Mrs ghost zaufasz komus w końcu. Trzeba ufac ludziom. Zycie uczy ze na zaufaniu można sie przejechać... ale chyba też uczy, ze na zaufaniu można jeszcze więcej zyskać, bo można zyskac wsparcie osoby, która pójdzie za tobą w ogień. Ja uzyskałem takich ludzi...jednak kilka razy sie poparzyłęm po drodze....
Ujmując inaczej Ktoś kiedyś powedział, że osoba która raz zrażona stwierdza, że nie nalzey ufac ludziom, jest ak kot, który raz parzac sie na piecu juz nigdy nie chce na niego wyjśc, by sie ogrzać......
Czyli można, ale..... co to za życie
Offline
worse than earlier
Zaufanie.... hmm... Kilka osób się na już na mnie zawiodło, jedna baaaardzo . Czas uczy nas wielu rzeczy. Ja sie nauczyłem nie ufać osobom, których dobrze nie znamy, a które nawet wyglądają na godne zaufania, dopóki nie będziemy mieć pewności, że warto. W innym przypadku możemy się na prawdę rozczarować...
Pozdrawiam.
Offline
Przesadzasz fallen. Ty akurat jestes jedym z moich najbardziej zaufanych ludzi. To, ze zawodzimy to jest czesto. NIe ma ludzi niezawodnych. Trzeba jednak umiec zaówarzyć, ze sie zawiodło.
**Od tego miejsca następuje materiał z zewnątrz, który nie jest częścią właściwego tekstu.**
//! Threshold specifications.

/// Warning/critical bounds for a value, or none at all.
///
/// The bounds are not validated against each other: for an upper direction
/// `warn` is normally below `crit`, but the evaluator only applies its
/// comparison rules.
#[derive(Debug, Clone, Copy, PartialEq, Default)]
pub enum Levels {
    /// No evaluation; every value is OK.
    #[default]
    NoLevels,
    /// Fixed warning and critical bounds.
    Fixed { warn: f64, crit: f64 },
}

impl Levels {
    pub const fn fixed(warn: f64, crit: f64) -> Self {
        Levels::Fixed { warn, crit }
    }

    /// The `(warn, crit)` pair, if any.
    pub fn bounds(&self) -> Option<(f64, f64)> {
        match *self {
            Levels::NoLevels => None,
            Levels::Fixed { warn, crit } => Some((warn, crit)),
        }
    }
}

/// Which side of a bound is worse.
#[derive(Debug, Clone, Copy, PartialEq, Eq, Hash)]
pub enum Direction {
    /// Values at or above the bound are worse.
    Upper,
    /// Values at or below the bound are worse.
    Lower,
}
//! Operational status of interfaces from a single ifTable walk.
//!
//! Table layout: `descr, type, speed, admin_status, oper_status`.

use checkwatch_engine::{
    CheckContext, CheckError, CheckPlugin, ColumnSpec, Discovery, Parameters, Predicate, Service, TableSpec,
};
use checkwatch_types::{Evaluation, RawTable, Section, State};

use crate::entity;
use crate::ifmib::{oper_status, UP};

/// One service per administratively up interface.
#[derive(Debug, Clone, Copy, Default)]
pub struct InterfaceStatus;

impl InterfaceStatus {
    pub fn table() -> TableSpec {
        TableSpec::new("interface_status")
            .column(ColumnSpec::text("descr"))
            .column(ColumnSpec::integer("type").lenient())
            .column(ColumnSpec::counter("speed").lenient())
            .column(ColumnSpec::integer("admin_status").lenient())
            .column(ColumnSpec::integer("oper_status").lenient())
            .key("descr")
    }
}

impl CheckPlugin for InterfaceStatus {
    fn name(&self) -> &str {
        "interface_status"
    }

    fn service_name(&self) -> &str {
        "Interface %s"
    }

    fn parse(&self, tables: &[RawTable]) -> Option<Section> {
        Self::table().parse_table(tables.first()?)
    }

    fn discover(&self, section: &Section) -> Vec<Service> {
        Discovery::new()
            .require(Predicate::equals("admin_status", UP))
            .discover(Some(section))
    }

    fn check(
        &self,
        item: Option<&str>,
        _params: &Parameters,
        section: &Section,
        _ctx: &mut CheckContext<'_>,
    ) -> Result<Vec<Evaluation>, CheckError> {
        let Some(interface) = entity(section, item) else {
            return Ok(Vec::new());
        };

        let (mut state, name) = oper_status(interface.integer("oper_status").unwrap_or_default());
        let mut text = name.to_string();

        // an interface shut down on purpose is not a problem
        if interface.integer("admin_status") != Some(UP) {
            state = State::Ok;
            text.push_str(" (admin down)");
        }

        Ok(vec![Evaluation::new(state, format!("Status: {}", text))])
    }
}

#[cfg(test)]
mod tests {
    use super::*;
    use checkwatch_engine::MemoryStore;
    use checkwatch_types::table_from;

    fn check(rows: &[&[&str]], item: &str) -> Vec<Evaluation> {
        let section = InterfaceStatus.parse(&[table_from(rows)]).unwrap();
        let mut store = MemoryStore::new();
        let mut ctx = CheckContext::new(0.0, &mut store);
        InterfaceStatus
            .check(Some(item), &Parameters::new(), &section, &mut ctx)
            .unwrap()
    }

    #[test]
    fn discovers_admin_up_only() {
        let section = InterfaceStatus
            .parse(&[table_from(&[
                &["eth0", "6", "1000000000", "1", "1"],
                &["eth1", "6", "1000000000", "2", "2"],
            ])])
            .unwrap();
        let services = InterfaceStatus.discover(&section);
        assert_eq!(services, vec![Service::new("eth0")]);
    }

    #[test]
    fn oper_down_is_critical() {
        let result = check(&[&["eth0", "6", "0", "1", "2"]], "eth0");
        assert_eq!(result[0].state, State::Crit);
        assert_eq!(result[0].text, "Status: down");
    }

    #[test]
    fn admin_down_is_ok() {
        let result = check(&[&["eth0", "6", "0", "2", "2"]], "eth0");
        assert_eq!(result[0].state, State::Ok);
        assert_eq!(result[0].text, "Status: down (admin down)");
    }

    #[test]
    fn dormant_is_warning() {
        let result = check(&[&["eth0", "6", "0", "1", "5"]], "eth0");
        assert_eq!(result[0].state, State::Warn);
    }
}
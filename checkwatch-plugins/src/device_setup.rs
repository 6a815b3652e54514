//! Checks that a device's contact, name and location are configured.
//!
//! Table layout (single row): `contact, name, location`.

use checkwatch_engine::{
    CheckContext, CheckError, CheckPlugin, ColumnSpec, Discovery, Parameters, Service, TableSpec,
};
use checkwatch_types::{Evaluation, RawTable, Section, State};

use crate::entity;

const FIELDS: [&str; 3] = ["contact", "name", "location"];

#[derive(Debug, Clone, Copy, Default)]
pub struct DeviceSetup;

impl DeviceSetup {
    pub fn table() -> TableSpec {
        FIELDS
            .iter()
            .fold(TableSpec::new("device_setup"), |spec, field| {
                spec.column(ColumnSpec::text(*field).lenient())
            })
            .min_columns(1)
    }
}

impl CheckPlugin for DeviceSetup {
    fn name(&self) -> &str {
        "device_setup"
    }

    fn service_name(&self) -> &str {
        "Device Setup"
    }

    fn parse(&self, tables: &[RawTable]) -> Option<Section> {
        Self::table().parse_table(tables.first()?)
    }

    fn discover(&self, section: &Section) -> Vec<Service> {
        Discovery::new().discover(Some(section))
    }

    fn check(
        &self,
        item: Option<&str>,
        _params: &Parameters,
        section: &Section,
        _ctx: &mut CheckContext<'_>,
    ) -> Result<Vec<Evaluation>, CheckError> {
        let Some(setup) = entity(section, item) else {
            return Ok(Vec::new());
        };

        let missing: Vec<&str> = FIELDS
            .iter()
            .copied()
            .filter(|field| setup.text(field).map_or(true, str::is_empty))
            .collect();

        let evaluation = if missing.is_empty() {
            Evaluation::new(
                State::Ok,
                format!(
                    "Name: {}, Location: {}",
                    setup.text("name").unwrap_or_default(),
                    setup.text("location").unwrap_or_default()
                ),
            )
        } else {
            Evaluation::new(State::Warn, format!("Missing: {}", missing.join(", ")))
        };
        Ok(vec![evaluation])
    }
}
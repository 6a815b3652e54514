//! Check states.

use core::fmt;

/// Outcome classification of a single evaluation.
///
/// `State` deliberately has no `Ord` implementation: the numeric codes
/// (0..=3) are a wire convention, not a severity order. Use
/// [`State::worse`] / [`State::worst`] when combining states.
#[derive(Debug, Clone, Copy, PartialEq, Eq, Hash, Default)]
#[cfg_attr(feature = "serde", derive(serde::Serialize, serde::Deserialize))]
#[cfg_attr(feature = "serde", serde(rename_all = "UPPERCASE"))]
pub enum State {
    #[default]
    Ok,
    Warn,
    Crit,
    Unknown,
}

impl State {
    /// Numeric state code as understood by monitoring cores (0 = OK .. 3 = UNKNOWN).
    pub const fn code(self) -> u8 {
        match self {
            State::Ok => 0,
            State::Warn => 1,
            State::Crit => 2,
            State::Unknown => 3,
        }
    }

    /// Inverse of [`State::code`].
    pub const fn from_code(code: u8) -> Option<Self> {
        match code {
            0 => Some(State::Ok),
            1 => Some(State::Warn),
            2 => Some(State::Crit),
            3 => Some(State::Unknown),
            _ => None,
        }
    }

    /// Returns a short symbol for display.
    pub fn symbol(&self) -> &'static str {
        match self {
            State::Ok => "OK",
            State::Warn => "WARN",
            State::Crit => "CRIT",
            State::Unknown => "UNKNOWN",
        }
    }

    /// Marker appended to summary texts of non-OK results.
    pub fn marker(&self) -> &'static str {
        match self {
            State::Ok => "",
            State::Warn => "(!)",
            State::Crit => "(!!)",
            State::Unknown => "(?)",
        }
    }

    /// Rank used only for aggregation: OK < UNKNOWN < WARN < CRIT.
    ///
    /// UNKNOWN outranks OK but never a concrete WARN or CRIT, so it only
    /// surfaces when nothing else could be determined.
    const fn aggregation_rank(self) -> u8 {
        match self {
            State::Ok => 0,
            State::Unknown => 1,
            State::Warn => 2,
            State::Crit => 3,
        }
    }

    /// The worse of two states under the aggregation order.
    pub fn worse(self, other: State) -> State {
        if other.aggregation_rank() > self.aggregation_rank() {
            other
        } else {
            self
        }
    }

    /// The worst state of an iterator, or `None` when it is empty.
    pub fn worst<I>(states: I) -> Option<State>
    where
        I: IntoIterator<Item = State>,
    {
        states.into_iter().reduce(State::worse)
    }

    pub fn is_ok(&self) -> bool {
        matches!(self, State::Ok)
    }
}

impl fmt::Display for State {
    fn fmt(&self, f: &mut fmt::Formatter<'_>) -> fmt::Result {
        f.write_str(self.symbol())
    }
}

#[cfg(test)]
mod tests {
    use super::*;

    #[test]
    fn codes_round_trip() {
        for state in [State::Ok, State::Warn, State::Crit, State::Unknown] {
            assert_eq!(State::from_code(state.code()), Some(state));
        }
        assert_eq!(State::from_code(4), None);
    }

    #[test]
    fn crit_beats_everything() {
        assert_eq!(State::Crit.worse(State::Unknown), State::Crit);
        assert_eq!(State::Unknown.worse(State::Crit), State::Crit);
        assert_eq!(State::Warn.worse(State::Crit), State::Crit);
    }

    #[test]
    fn unknown_only_beats_ok() {
        assert_eq!(State::Ok.worse(State::Unknown), State::Unknown);
        assert_eq!(State::Unknown.worse(State::Warn), State::Warn);
        assert_eq!(State::Warn.worse(State::Unknown), State::Warn);
    }

    #[test]
    fn worst_of_empty_is_none() {
        assert_eq!(State::worst(core::iter::empty()), None);
    }

    #[test]
    fn worst_of_mixed() {
        let states = [State::Ok, State::Unknown, State::Warn, State::Ok];
        assert_eq!(State::worst(states), Some(State::Warn));
    }

    #[test]
    fn display_uses_symbol() {
        assert_eq!(alloc::format!("{}", State::Crit), "CRIT");
        assert_eq!(State::Warn.marker(), "(!)");
    }

    #[cfg(feature = "serde")]
    #[test]
    fn serializes_uppercase() {
        let json = serde_json::to_string(&State::Unknown).unwrap();
        assert_eq!(json, "\"UNKNOWN\"");
    }
}
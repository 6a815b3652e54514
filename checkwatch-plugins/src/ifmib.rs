//! Shared IF-MIB conventions.

use checkwatch_types::State;

/// ifType values of physical interfaces: ethernetCsmacd, iso88023Csmacd,
/// fastEther, gigabitEthernet, l2vlan and l3ipvlan.
pub const PHYSICAL_TYPES: [i64; 6] = [6, 62, 69, 117, 135, 136];

/// `ifAdminStatus` / `ifOperStatus` value for "up".
pub const UP: i64 = 1;

/// State and name of an `ifOperStatus` value.
pub fn oper_status(code: i64) -> (State, &'static str) {
    match code {
        1 => (State::Ok, "up"),
        2 => (State::Crit, "down"),
        3 => (State::Warn, "testing"),
        4 => (State::Unknown, "unknown"),
        5 => (State::Warn, "dormant"),
        6 => (State::Crit, "notPresent"),
        7 => (State::Crit, "lowerLayerDown"),
        _ => (State::Unknown, "invalid"),
    }
}
//! End-to-end runs through parsing, discovery, rates, levels and aggregation.

use checkwatch_engine::{
    aggregate, check_levels, evaluate, render, ColumnSpec, CounterWidth, Direction, Discovery, Evaluation,
    FileStore, LevelSpec, Levels, MemoryStore, Predicate, Rate, RateEngine, State, StoreFormat, TableSpec,
};
use checkwatch_types::table_from;
use tempfile::TempDir;

fn status_spec() -> TableSpec {
    TableSpec::new("interface_status")
        .column(ColumnSpec::text("descr"))
        .column(ColumnSpec::integer("type").lenient())
        .column(ColumnSpec::counter("speed").lenient())
        .column(ColumnSpec::integer("admin_status").lenient())
        .column(ColumnSpec::integer("oper_status").lenient())
        .key("descr")
}

#[test]
fn parse_then_discover() {
    let section = status_spec().parse_table(&table_from(&[
        &["eth0", "6", "1000000000", "1", "1"],
        &["eth1", "6", "1000000000", "2", "2"],
    ]));

    let services = Discovery::new()
        .require(Predicate::equals("admin_status", 1i64))
        .baseline("speed", "discovered_speed")
        .discover(section.as_ref());

    assert_eq!(services.len(), 1);
    assert_eq!(services[0].item.as_deref(), Some("eth0"));
    assert_eq!(
        services[0].parameters.u64("discovered_speed"),
        Ok(Some(1_000_000_000))
    );
}

#[test]
fn rate_sequence_with_wrap() {
    let mut engine = RateEngine::new(MemoryStore::new()).with_width(CounterWidth::Modulus(2000));

    assert!(engine.rate("in.eth0", 100.0, 1000).is_collecting());
    assert_eq!(engine.rate("in.eth0", 110.0, 1800), Rate::PerSecond(80.0));
    assert_eq!(engine.rate("in.eth0", 120.0, 200), Rate::PerSecond(40.0));
}

#[test]
fn rates_survive_store_reopen() {
    let dir = TempDir::new().unwrap();

    let store = FileStore::for_host(dir.path(), "core-sw1", StoreFormat::Json).unwrap();
    let mut engine = RateEngine::new(store);
    assert!(engine.rate("eth0.in_octets", 100.0, 1000).is_collecting());
    engine.store().save().unwrap();

    let store = FileStore::for_host(dir.path(), "core-sw1", StoreFormat::Json).unwrap();
    let mut engine = RateEngine::new(store);
    assert_eq!(engine.rate("eth0.in_octets", 110.0, 1800), Rate::PerSecond(80.0));
}

#[test]
fn fixed_levels_scenario() {
    let levels = Levels::fixed(80.0, 90.0);
    assert_eq!(evaluate(85.0, &levels, Direction::Upper), State::Warn);
    assert_eq!(evaluate(95.0, &levels, Direction::Upper), State::Crit);
    assert_eq!(evaluate(50.0, &levels, Direction::Upper), State::Ok);
}

#[test]
fn collecting_rate_does_not_escalate() {
    let mut engine = RateEngine::new(MemoryStore::new());
    let traffic = match engine.rate("eth0.in_octets", 0.0, 0) {
        Rate::PerSecond(rate) => Evaluation::new(State::Ok, render::bandwidth(rate * 8.0)),
        Rate::Collecting(_) => Evaluation::informational(State::Ok, "Traffic: collecting data"),
    };

    let utilization = check_levels(
        95.0,
        &LevelSpec::new("Utilization")
            .metric("if_util_percent")
            .upper(Levels::fixed(80.0, 90.0))
            .render(render::percent),
    );

    let result = aggregate(vec![
        Evaluation::new(State::Ok, "Status: up"),
        traffic,
        utilization,
    ]);
    assert_eq!(result.state, State::Crit);
    assert_eq!(
        result.summary,
        "Status: up, Traffic: collecting data, Utilization: 95.00% (warn/crit at 80.00%/90.00%)(!!)"
    );
    assert_eq!(result.metrics.len(), 1);
}
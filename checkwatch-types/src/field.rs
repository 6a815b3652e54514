//! Typed field values of parsed records.

use alloc::string::String;
use core::fmt;

/// A single typed value extracted from a raw row.
///
/// With the `serde` feature values serialize untagged, so a record reads as
/// a plain JSON object. Deserialization picks the first matching variant in
/// declaration order; the numeric accessors therefore accept any numeric
/// variant that fits.
#[derive(Debug, Clone, PartialEq)]
#[cfg_attr(feature = "serde", derive(serde::Serialize, serde::Deserialize))]
#[cfg_attr(feature = "serde", serde(untagged))]
pub enum FieldValue {
    Flag(bool),
    Counter(u64),
    Integer(i64),
    Float(f64),
    Text(String),
}

impl FieldValue {
    pub fn as_str(&self) -> Option<&str> {
        match self {
            FieldValue::Text(s) => Some(s),
            _ => None,
        }
    }

    /// Unsigned view; negative integers and non-integral floats do not convert.
    pub fn as_u64(&self) -> Option<u64> {
        match *self {
            FieldValue::Counter(v) => Some(v),
            FieldValue::Integer(v) => u64::try_from(v).ok(),
            _ => None,
        }
    }

    pub fn as_i64(&self) -> Option<i64> {
        match *self {
            FieldValue::Integer(v) => Some(v),
            FieldValue::Counter(v) => i64::try_from(v).ok(),
            _ => None,
        }
    }

    pub fn as_f64(&self) -> Option<f64> {
        match *self {
            FieldValue::Float(v) => Some(v),
            FieldValue::Counter(v) => Some(v as f64),
            FieldValue::Integer(v) => Some(v as f64),
            _ => None,
        }
    }

    pub fn as_bool(&self) -> Option<bool> {
        match *self {
            FieldValue::Flag(v) => Some(v),
            _ => None,
        }
    }

    /// Whether the value counts as "empty" for presence checks.
    pub fn is_empty(&self) -> bool {
        match self {
            FieldValue::Text(s) => s.is_empty(),
            _ => false,
        }
    }
}

impl fmt::Display for FieldValue {
    fn fmt(&self, f: &mut fmt::Formatter<'_>) -> fmt::Result {
        match self {
            FieldValue::Flag(v) => write!(f, "{}", v),
            FieldValue::Counter(v) => write!(f, "{}", v),
            FieldValue::Integer(v) => write!(f, "{}", v),
            FieldValue::Float(v) => write!(f, "{}", v),
            FieldValue::Text(v) => f.write_str(v),
        }
    }
}

impl From<&str> for FieldValue {
    fn from(v: &str) -> Self {
        FieldValue::Text(v.into())
    }
}

impl From<String> for FieldValue {
    fn from(v: String) -> Self {
        FieldValue::Text(v)
    }
}

impl From<u64> for FieldValue {
    fn from(v: u64) -> Self {
        FieldValue::Counter(v)
    }
}

impl From<i64> for FieldValue {
    fn from(v: i64) -> Self {
        FieldValue::Integer(v)
    }
}

impl From<f64> for FieldValue {
    fn from(v: f64) -> Self {
        FieldValue::Float(v)
    }
}

impl From<bool> for FieldValue {
    fn from(v: bool) -> Self {
        FieldValue::Flag(v)
    }
}
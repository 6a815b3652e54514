//! File-backed value store.
//!
//! One file per host under a state directory. The whole store is read on
//! open and written back on [`FileStore::save`] through a temporary file
//! and a rename, so an interrupted run never leaves a truncated store.

use std::fs;
use std::io;
use std::path::{Path, PathBuf};

use checkwatch_types::{StoreEntry, StoreSnapshot};
use serde::{Deserialize, Serialize};
use tracing::{debug, warn};

use super::{MemoryStore, ValueStore};
use crate::error::StoreError;

/// On-disk encoding of a value store.
#[derive(Debug, Clone, Copy, PartialEq, Eq, Hash, Default, Serialize, Deserialize)]
#[serde(rename_all = "lowercase")]
pub enum StoreFormat {
    #[default]
    Json,
    /// Compact binary encoding; requires the `cbor` feature.
    Cbor,
}

impl StoreFormat {
    pub fn extension(&self) -> &'static str {
        match self {
            StoreFormat::Json => "json",
            StoreFormat::Cbor => "cbor",
        }
    }

    fn encode(&self, snapshot: &StoreSnapshot) -> Result<Vec<u8>, StoreError> {
        match self {
            StoreFormat::Json => Ok(serde_json::to_vec_pretty(snapshot)?),
            #[cfg(feature = "cbor")]
            StoreFormat::Cbor => {
                minicbor::to_vec(snapshot).map_err(|e| StoreError::Cbor(e.to_string()))
            }
            #[cfg(not(feature = "cbor"))]
            StoreFormat::Cbor => Err(StoreError::FormatUnavailable("cbor")),
        }
    }

    fn decode(&self, bytes: &[u8]) -> Result<StoreSnapshot, StoreError> {
        match self {
            StoreFormat::Json => Ok(serde_json::from_slice(bytes)?),
            #[cfg(feature = "cbor")]
            StoreFormat::Cbor => {
                minicbor::decode(bytes).map_err(|e| StoreError::Cbor(e.to_string()))
            }
            #[cfg(not(feature = "cbor"))]
            StoreFormat::Cbor => Err(StoreError::FormatUnavailable("cbor")),
        }
    }
}

/// A value store persisted to a single file.
///
/// # Example
///
/// ```rust,no_run
/// use checkwatch_engine::{FileStore, StoreFormat, ValueStore};
/// use checkwatch_types::StoreEntry;
///
/// let mut store = FileStore::for_host("/var/lib/checkwatch", "core-sw1", StoreFormat::Json)?;
/// store.set("eth0.in_octets", StoreEntry::new(1703160000.0, 1800));
/// store.save()?;
/// # Ok::<(), checkwatch_engine::StoreError>(())
/// ```
#[derive(Debug)]
pub struct FileStore {
    path: PathBuf,
    format: StoreFormat,
    entries: MemoryStore,
}

impl FileStore {
    /// Open the store at `path`. A missing file is an empty store.
    ///
    /// A file that cannot be decoded, or that was written with an
    /// incompatible schema version, is discarded with a warning: every
    /// counter then starts collecting again.
    pub fn open<P: AsRef<Path>>(path: P, format: StoreFormat) -> Result<Self, StoreError> {
        let path = path.as_ref().to_path_buf();
        let entries = match fs::read(&path) {
            Ok(bytes) => match format.decode(&bytes) {
                Ok(snapshot) if snapshot.is_compatible() => MemoryStore::from(snapshot),
                Ok(snapshot) => {
                    warn!(path = %path.display(), schema = snapshot.schema, "Discarding store with incompatible schema version");
                    MemoryStore::new()
                }
                Err(StoreError::FormatUnavailable(name)) => {
                    return Err(StoreError::FormatUnavailable(name))
                }
                Err(e) => {
                    warn!(path = %path.display(), error = %e, "Discarding unreadable store");
                    MemoryStore::new()
                }
            },
            Err(e) if e.kind() == io::ErrorKind::NotFound => {
                debug!(path = %path.display(), "No store yet, starting empty");
                MemoryStore::new()
            }
            Err(source) => return Err(StoreError::Io { path, source }),
        };

        Ok(Self {
            path,
            format,
            entries,
        })
    }

    /// Open the store of `host` under `state_dir`.
    pub fn for_host<P: AsRef<Path>>(
        state_dir: P,
        host: &str,
        format: StoreFormat,
    ) -> Result<Self, StoreError> {
        Self::open(Self::host_path(state_dir, host, format), format)
    }

    /// Path of a host's store file.
    ///
    /// Bytes outside `[A-Za-z0-9._-]` are percent-encoded, `%` included, so
    /// distinct hosts never share a file.
    pub fn host_path<P: AsRef<Path>>(state_dir: P, host: &str, format: StoreFormat) -> PathBuf {
        let mut name = String::with_capacity(host.len());
        for byte in host.bytes() {
            if byte.is_ascii_alphanumeric() || matches!(byte, b'-' | b'_' | b'.') {
                name.push(char::from(byte));
            } else {
                name.push_str(&format!("%{:02X}", byte));
            }
        }
        state_dir
            .as_ref()
            .join(format!("{}.{}", name, format.extension()))
    }

    pub fn path(&self) -> &Path {
        &self.path
    }

    pub fn format(&self) -> StoreFormat {
        self.format
    }

    pub fn len(&self) -> usize {
        self.entries.len()
    }

    pub fn is_empty(&self) -> bool {
        self.entries.is_empty()
    }

    /// Write the store back to disk.
    pub fn save(&self) -> Result<(), StoreError> {
        let bytes = self.format.encode(&self.entries.snapshot())?;
        let io_error = |source| StoreError::Io {
            path: self.path.clone(),
            source,
        };

        if let Some(parent) = self.path.parent().filter(|p| !p.as_os_str().is_empty()) {
            fs::create_dir_all(parent).map_err(io_error)?;
        }

        let tmp = self
            .path
            .with_extension(format!("{}.tmp", self.format.extension()));
        fs::write(&tmp, bytes).map_err(io_error)?;
        fs::rename(&tmp, &self.path).map_err(io_error)?;

        debug!(path = %self.path.display(), entries = self.entries.len(), "Saved store");
        Ok(())
    }
}

impl ValueStore for FileStore {
    fn get(&self, key: &str) -> Option<StoreEntry> {
        self.entries.get(key)
    }

    fn set(&mut self, key: &str, entry: StoreEntry) {
        self.entries.set(key, entry)
    }
}
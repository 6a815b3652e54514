//! Table source abstraction for feeding raw tables into checks.
//!
//! A source maps section names to the tables a plugin expects, in fetch
//! order. Fetching the data from devices is out of scope; sources read
//! what some collector already wrote down.

mod agent;
mod file;

pub use agent::{parse_agent_output, AgentSource};
pub use file::FileSource;

use std::collections::BTreeMap;
use std::fmt::Debug;

use checkwatch_types::RawTable;

/// Tables grouped by section name.
pub type TableSet = BTreeMap<String, Vec<RawTable>>;

/// Trait for reading raw tables from various sources.
///
/// # Example
///
/// ```no_run
/// use checkwatch::{FileSource, TableSource};
///
/// let mut source = FileSource::new("tables.json");
/// let tables = source.tables("interfaces");
/// if let Some(error) = source.error() {
///     eprintln!("{}: {}", source.description(), error);
/// }
/// println!("Got {} tables", tables.len());
/// ```
pub trait TableSource: Debug {
    /// The tables stored for `section`, in fetch order.
    ///
    /// Returns an empty list when the section is absent or the source could
    /// not be read; [`error`](TableSource::error) tells the two apart.
    fn tables(&mut self, section: &str) -> Vec<RawTable>;

    /// Returns a human-readable description of the source.
    fn description(&self) -> &str;

    /// Returns the error message if the last read failed.
    fn error(&self) -> Option<&str>;
}
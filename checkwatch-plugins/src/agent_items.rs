//! Items reported by an agent section.
//!
//! Section format:
//!
//! ```text
//! <<<agent_items:sep(59)>>>
//! item1;100;OK
//! item2;75;WARNING
//! ```
//!
//! The value is a percentage checked against upper and lower levels; the
//! reported status is passed through as a notice.

use checkwatch_engine::{
    check_levels, render, CheckContext, CheckError, CheckPlugin, ColumnSpec, Discovery, LevelSpec, Parameters,
    Service, TableSpec,
};
use checkwatch_types::{Evaluation, RawTable, Section, State};
use serde_json::json;

use crate::entity;

#[derive(Debug, Clone, Copy, Default)]
pub struct AgentItems;

impl AgentItems {
    pub fn table() -> TableSpec {
        TableSpec::new("agent_items")
            .column(ColumnSpec::text("item"))
            .column(ColumnSpec::float("value"))
            .column(ColumnSpec::text("status").lenient())
            .key("item")
    }
}

impl CheckPlugin for AgentItems {
    fn name(&self) -> &str {
        "agent_items"
    }

    fn service_name(&self) -> &str {
        "Item %s"
    }

    fn parse(&self, tables: &[RawTable]) -> Option<Section> {
        Self::table().parse_table(tables.first()?)
    }

    fn discover(&self, section: &Section) -> Vec<Service> {
        Discovery::new().discover(Some(section))
    }

    fn default_parameters(&self) -> Parameters {
        Parameters::new()
            .with("levels_upper", json!(["fixed", [80.0, 90.0]]))
            .with("levels_lower", json!(["fixed", [10.0, 5.0]]))
    }

    fn level_parameters(&self) -> &[&str] {
        &["levels_upper", "levels_lower"]
    }

    fn check(
        &self,
        item: Option<&str>,
        params: &Parameters,
        section: &Section,
        _ctx: &mut CheckContext<'_>,
    ) -> Result<Vec<Evaluation>, CheckError> {
        let Some(data) = entity(section, item) else {
            return Ok(Vec::new());
        };

        let spec = LevelSpec::new("Value")
            .metric("item_value")
            .upper(params.levels("levels_upper")?)
            .lower(params.levels("levels_lower")?)
            .boundaries(Some(0.0), Some(100.0))
            .render(render::percent);

        Ok(vec![
            check_levels(data.float("value").unwrap_or_default(), &spec),
            Evaluation::notice(
                State::Ok,
                format!("Reported status: {}", data.text("status").unwrap_or_default()),
            ),
        ])
    }
}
Tak naprawde zawodzimy innych zaufanie chyba tylko wtedy gdy nie zauważamy, ze to zrobiliśmy...........
Offline
zaufanie...ciężka sprawa...szczerze mówiąc chyba nie ma osoby której ufałabym tak bezgranicznie, naprawdę...czasami nie zawsze ufam nawet samej sobie...kilka razy się zawiodłam...wiele razy ludzie zawiedli się na mnie.. może przyjdzie czas, przyjdą ludzie przed którymi nie będę udawać, powstrzymywać łez, śmiechu itp...
Offline
Widze ze ten nastrój "braku zaufania" rozrasta sie w naszej społeczności. Nie lepiej jednak ufac?? Każdy zawiódł kohoś w życiu. Sam to robie czesto. Jednak to gra, w której cały czas jest ciąg dalszy.....
Robimy błędy by zyskac doświadczenie... ale zapomina się, że trzeba sie nauczyć także JAK zdobywać doświadczenie, czyli co dane zdazrenie miało nas nauczyć... wielu ludzi wyciąga złe doświadczenia z wydarzeń... przykład - 35... czy ta liczba ci czegoś fallen nie przypomina z mojego życia..??
Offline
worse than earlier
Nie jest to czasami ten magiczny stosunek 35:2 ??
Pozdrawiam.
Offline
Widze ze mnie słuchałeś w tym okresie uważnie Nawet nie wiesz jak mnie to cieszy:) Tak, to ten magiczny stosunek 35:2.........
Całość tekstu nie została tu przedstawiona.